▶ [Task goal]:
In this exercise, restate the listing word for word.

▶ [Record set]:
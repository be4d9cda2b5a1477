use std::sync::Arc;

use mesh_storage::client::RawChannel;
use mesh_storage::{GetResponse, StorageClient};
use mesh_types::{CrdtChange, FetchRequest, FetchResponse, MsgId, NodeId1, UnsubscribeRequest};
use parking_lot::Mutex;
use serde_json::Value;

/// A node an embedder's datamodel has decoded from a raw `NodeImage`. The
/// real field layout lives outside this core (§1) — this is the minimal
/// shape the stream dispatcher needs for `isSpecial` filtering and view
/// reconstruction.
#[derive(Clone, Debug)]
pub struct DecodedNode {
    pub id1: NodeId1,
    pub is_special: bool,
    pub index: u64,
    pub data: Value,
}

/// The embedder-supplied hook that turns opaque `NodeImage` bytes and CRDT
/// delta fragments into the structured shapes the stream dispatcher works
/// with. Mirrors `SignatureOffloader`: the datamodel is out of scope, the
/// seam into it is not.
pub trait NodeDecoder: Send + Sync {
    fn decode(&self, image: &[u8]) -> Option<DecodedNode>;
    fn apply_delta(&self, delta: &[u8]) -> CrdtChange;
}

#[derive(Clone, Debug)]
pub enum ThreadUpdate {
    Change(CrdtChange),
}

type DataCallback = Box<dyn Fn(&DecodedNode) + Send + Sync>;
type ChangeCallback = Box<dyn Fn(&ThreadUpdate) + Send + Sync>;

/// Accumulates one fetch subscription's chunks: drops `isSpecial` nodes
/// before handing the rest to `onData`, and concatenates
/// `crdtResult.delta` fragments until `seq == endSeq` before dispatching a
/// single `onChange`.
pub(crate) struct Dispatcher {
    decoder: Arc<dyn NodeDecoder>,
    on_data: Mutex<Vec<DataCallback>>,
    on_change: Mutex<Vec<ChangeCallback>>,
    pending_delta: Mutex<Vec<u8>>,
}

impl Dispatcher {
    pub(crate) fn new(decoder: Arc<dyn NodeDecoder>) -> Self {
        Self {
            decoder,
            on_data: Mutex::new(Vec::new()),
            on_change: Mutex::new(Vec::new()),
            pending_delta: Mutex::new(Vec::new()),
        }
    }

    pub(crate) fn add_on_data(&self, cb: DataCallback) {
        self.on_data.lock().push(cb);
    }

    pub(crate) fn add_on_change(&self, cb: ChangeCallback) {
        self.on_change.lock().push(cb);
    }

    /// `onData`/`onChange` run on the next scheduler tick, never inline on
    /// the chunk-delivery stack, so a handler that calls back into
    /// `updateStream`/`stopStream` can't re-enter this dispatch (§5).
    pub(crate) fn handle(self: &Arc<Self>, chunk: &FetchResponse) {
        for raw in &chunk.result.nodes {
            if let Some(node) = self.decoder.decode(raw) {
                if node.is_special {
                    continue;
                }
                let dispatcher = self.clone();
                tokio::spawn(async move {
                    for cb in dispatcher.on_data.lock().iter() {
                        cb(&node);
                    }
                });
            }
        }

        self.pending_delta.lock().extend_from_slice(&chunk.crdt_result.delta);

        if chunk.seq == chunk.end_seq {
            let delta = std::mem::take(&mut *self.pending_delta.lock());
            let change = self.decoder.apply_delta(&delta);
            let dispatcher = self.clone();
            tokio::spawn(async move {
                for cb in dispatcher.on_change.lock().iter() {
                    cb(&ThreadUpdate::Change(change.clone()));
                }
            });
        }
    }
}

/// A live subscription returned by `Thread::stream`. The underlying fetch
/// msgId stays stable across `updateStream` calls.
pub struct ThreadStreamHandle<R: RawChannel> {
    storage: Arc<StorageClient<R>>,
    response: GetResponse<FetchResponse>,
    original_request: Mutex<FetchRequest>,
    dispatcher: Arc<Dispatcher>,
}

impl<R: RawChannel> ThreadStreamHandle<R> {
    pub(crate) fn new(
        storage: Arc<StorageClient<R>>,
        response: GetResponse<FetchResponse>,
        original_request: FetchRequest,
        decoder: Arc<dyn NodeDecoder>,
    ) -> Self {
        let dispatcher = Arc::new(Dispatcher::new(decoder));
        let handler = dispatcher.clone();
        response.on_reply(move |chunk: &FetchResponse| handler.handle(chunk));
        Self {
            storage,
            response,
            original_request: Mutex::new(original_request),
            dispatcher,
        }
    }

    pub fn on_data(&self, cb: impl Fn(&DecodedNode) + Send + Sync + 'static) {
        self.dispatcher.add_on_data(Box::new(cb));
    }

    pub fn on_change(&self, cb: impl Fn(&ThreadUpdate) + Send + Sync + 'static) {
        self.dispatcher.add_on_change(Box::new(cb));
    }

    pub fn msg_id(&self) -> &MsgId {
        self.response.get_msg_id()
    }

    /// Sends an Unsubscribe for this stream's msgId.
    pub fn stop_stream(&self) -> GetResponse<mesh_types::UnsubscribeResponse> {
        self.storage.unsubscribe(UnsubscribeRequest {
            original_msg_id: self.response.get_msg_id().0.clone(),
            target_public_key: self.original_request.lock().query.target_public_key.clone(),
        })
    }

    /// Re-sends the original `FetchRequest` with the subscription msgId and
    /// any of `cursor_id1`/`cursor_index`/`head`/`tail`/`reverse`/
    /// `trigger_interval` that `update` sets. The fetch msgId never changes.
    pub fn update_stream(&self, update: StreamUpdate) -> GetResponse<FetchResponse> {
        let mut request = self.original_request.lock();
        if let Some(v) = update.cursor_id1 {
            request.crdt.cursor_id1 = v;
        }
        if let Some(v) = update.cursor_index {
            request.crdt.cursor_index = v;
        }
        if let Some(v) = update.head {
            request.crdt.head = v;
        }
        if let Some(v) = update.tail {
            request.crdt.tail = v;
        }
        if let Some(v) = update.reverse {
            request.crdt.reverse = v;
        }
        if let Some(v) = update.trigger_interval {
            request.query.trigger_interval = v;
        }
        request.crdt.msg_id = self.response.get_msg_id().0.clone();
        self.storage.fetch(request.clone())
    }
}

/// The subset of `FetchCRDT`/`FetchQuery` fields `updateStream` is allowed
/// to change on a live subscription.
#[derive(Clone, Debug, Default)]
pub struct StreamUpdate {
    pub cursor_id1: Option<Vec<u8>>,
    pub cursor_index: Option<i32>,
    pub head: Option<i32>,
    pub tail: Option<i32>,
    pub reverse: Option<bool>,
    pub trigger_interval: Option<u16>,
}
use thiserror::Error;

#[derive(Error, Debug, PartialEq, Eq)]
pub enum WireError {
    #[error("frame truncated")]
    Truncated,

    #[error("unknown opcode {0:#010x}")]
    UnknownOpcode(u32),

    #[error("opcode {expected:#010x} does not match requested variant {actual:#010x}")]
    WrongOpcode { expected: u32, actual: u32 },

    #[error("malformed body: {0}")]
    MalformedBody(String),

    #[error("invalid utf-8 in string field")]
    InvalidUtf8,

    #[error("unknown status value {0}")]
    UnknownStatus(u8),

    #[error("could not determine request variant from JSON shape")]
    IndeterminateVariant,

    #[error("json error: {0}")]
    Json(String),
}

impl From<serde_json::Error> for WireError {
    fn from(e: serde_json::Error) -> Self {
        WireError::Json(e.to_string())
    }
}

▶ [Response for this exercise]:
repository be4d9cda2b5a1477
use std::sync::Arc;

use mesh_storage::client::RawChannel;
use mesh_storage::{GetResponse, StorageClient};
use mesh_types::{CrdtChange, FetchRequest, FetchResponse, MsgId, NodeId1, UnsubscribeRequest};
use parking_lot::Mutex;
use serde_json::Value;

/// A node an embedder's datamodel has decoded from a raw `NodeImage`. The
/// real field layout lives outside this core (§1) — this is the minimal
/// shape the stream dispatcher needs for `isSpecial` filtering and view
/// reconstruction.
#[derive(Clone, Debug)]
pub struct DecodedNode {
    pub id1: NodeId1,
    pub is_special: bool,
    pub index: u64,
    pub data: Value,
}

/// The embedder-supplied hook that turns opaque `NodeImage` bytes and CRDT
/// delta fragments into the structured shapes the stream dispatcher works
/// with. Mirrors `SignatureOffloader`: the datamodel is out of scope, the
/// seam into it is not.
pub trait NodeDecoder: Send + Sync {
    fn decode(&self, image: &[u8]) -> Option<DecodedNode>;
    fn apply_delta(&self, delta: &[u8]) -> CrdtChange;
}

#[derive(Clone, Debug)]
pub enum ThreadUpdate {
    Change(CrdtChange),
}

type DataCallback = Box<dyn Fn(&DecodedNode) + Send + Sync>;
type ChangeCallback = Box<dyn Fn(&ThreadUpdate) + Send + Sync>;

/// Accumulates one fetch subscription's chunks: drops `isSpecial` nodes
/// before handing the rest to `onData`, and concatenates
/// `crdtResult.delta` fragments until `seq == endSeq` before dispatching a
/// single `onChange`.
pub(crate) struct Dispatcher {
    decoder: Arc<dyn NodeDecoder>,
    on_data: Mutex<Vec<DataCallback>>,
    on_change: Mutex<Vec<ChangeCallback>>,
    pending_delta: Mutex<Vec<u8>>,
}

impl Dispatcher {
    pub(crate) fn new(decoder: Arc<dyn NodeDecoder>) -> Self {
        Self {
            decoder,
            on_data: Mutex::new(Vec::new()),
            on_change: Mutex::new(Vec::new()),
            pending_delta: Mutex::new(Vec::new()),
        }
    }

    pub(crate) fn add_on_data(&self, cb: DataCallback) {
        self.on_data.lock().push(cb);
    }

    pub(crate) fn add_on_change(&self, cb: ChangeCallback) {
        self.on_change.lock().push(cb);
    }

    /// `onData`/`onChange` run on the next scheduler tick, never inline on
    /// the chunk-delivery stack, so a handler that calls back into
    /// `updateStream`/`stopStream` can't re-enter this dispatch (§5).
    pub(crate) fn handle(self: &Arc<Self>, chunk: &FetchResponse) {
        for raw in &chunk.result.nodes {
            if let Some(node) = self.decoder.decode(raw) {
                if node.is_special {
                    continue;
                }
                let dispatcher = self.clone();
                tokio::spawn(async move {
                    for cb in dispatcher.on_data.lock().iter() {
                        cb(&node);
                    }
                });
            }
        }

        self.pending_delta.lock().extend_from_slice(&chunk.crdt_result.delta);

        if chunk.seq == chunk.end_seq {
            let delta = std::mem::take(&mut *self.pending_delta.lock());
            let change = self.decoder.apply_delta(&delta);
            let dispatcher = self.clone();
            tokio::spawn(async move {
                for cb in dispatcher.on_change.lock().iter() {
                    cb(&ThreadUpdate::Change(change.clone()));
                }
            });
        }
    }
}

/// A live subscription returned by `Thread::stream`. The underlying fetch
/// msgId stays stable across `updateStream` calls.
pub struct ThreadStreamHandle<R: RawChannel> {
    storage: Arc<StorageClient<R>>,
    response: GetResponse<FetchResponse>,
    original_request: Mutex<FetchRequest>,
    dispatcher: Arc<Dispatcher>,
}

impl<R: RawChannel> ThreadStreamHandle<R> {
    pub(crate) fn new(
        storage: Arc<StorageClient<R>>,
        response: GetResponse<FetchResponse>,
        original_request: FetchRequest,
        decoder: Arc<dyn NodeDecoder>,
    ) -> Self {
        let dispatcher = Arc::new(Dispatcher::new(decoder));
        let handler = dispatcher.clone();
        response.on_reply(move |chunk: &FetchResponse| handler.handle(chunk));
        Self {
            storage,
            response,
            original_request: Mutex::new(original_request),
            dispatcher,
        }
    }

    pub fn on_data(&self, cb: impl Fn(&DecodedNode) + Send + Sync + 'static) {
        self.dispatcher.add_on_data(Box::new(cb));
    }

    pub fn on_change(&self, cb: impl Fn(&ThreadUpdate) + Send + Sync + 'static) {
        self.dispatcher.add_on_change(Box::new(cb));
    }

    pub fn msg_id(&self) -> &MsgId {
        self.response.get_msg_id()
    }

    /// Sends an Unsubscribe for this stream's msgId.
    pub fn stop_stream(&self) -> GetResponse<mesh_types::UnsubscribeResponse> {
        self.storage.unsubscribe(UnsubscribeRequest {
            original_msg_id: self.response.get_msg_id().0.clone(),
            target_public_key: self.original_request.lock().query.target_public_key.clone(),
        })
    }

    /// Re-sends the original `FetchRequest` with the subscription msgId and
    /// any of `cursor_id1`/`cursor_index`/`head`/`tail`/`reverse`/
    /// `trigger_interval` that `update` sets. The fetch msgId never changes.
    pub fn update_stream(&self, update: StreamUpdate) -> GetResponse<FetchResponse> {
        let mut request = self.original_request.lock();
        if let Some(v) = update.cursor_id1 {
            request.crdt.cursor_id1 = v;
        }
        if let Some(v) = update.cursor_index {
            request.crdt.cursor_index = v;
        }
        if let Some(v) = update.head {
            request.crdt.head = v;
        }
        if let Some(v) = update.tail {
            request.crdt.tail = v;
        }
        if let Some(v) = update.reverse {
            request.crdt.reverse = v;
        }
        if let Some(v) = update.trigger_interval {
            request.query.trigger_interval = v;
        }
        request.crdt.msg_id = self.response.get_msg_id().0.clone();
        self.storage.fetch(request.clone())
    }
}

/// The subset of `FetchCRDT`/`FetchQuery` fields `updateStream` is allowed
/// to change on a live subscription.
#[derive(Clone, Debug, Default)]
pub struct StreamUpdate {
    pub cursor_id1: Option<Vec<u8>>,
    pub cursor_index: Option<i32>,
    pub head: Option<i32>,
    pub tail: Option<i32>,
    pub reverse: Option<bool>,
    pub trigger_interval: Option<u16>,
}
use thiserror::Error;

#[derive(Error, Debug, PartialEq, Eq)]
pub enum WireError {
    #[error("frame truncated")]
    Truncated,

    #[error("unknown opcode {0:#010x}")]
    UnknownOpcode(u32),

    #[error("opcode {expected:#010x} does not match requested variant {actual:#010x}")]
    WrongOpcode { expected: u32, actual: u32 },

    #[error("malformed body: {0}")]
    MalformedBody(String),

    #[error("invalid utf-8 in string field")]
    InvalidUtf8,

    #[error("unknown status value {0}")]
    UnknownStatus(u8),

    #[error("could not determine request variant from JSON shape")]
    IndeterminateVariant,

    #[error("json error: {0}")]
    Json(String),
}

impl From<serde_json::Error> for WireError {
    fn from(e: serde_json::Error) -> Self {
        WireError::Json(e.to_string())
    }
}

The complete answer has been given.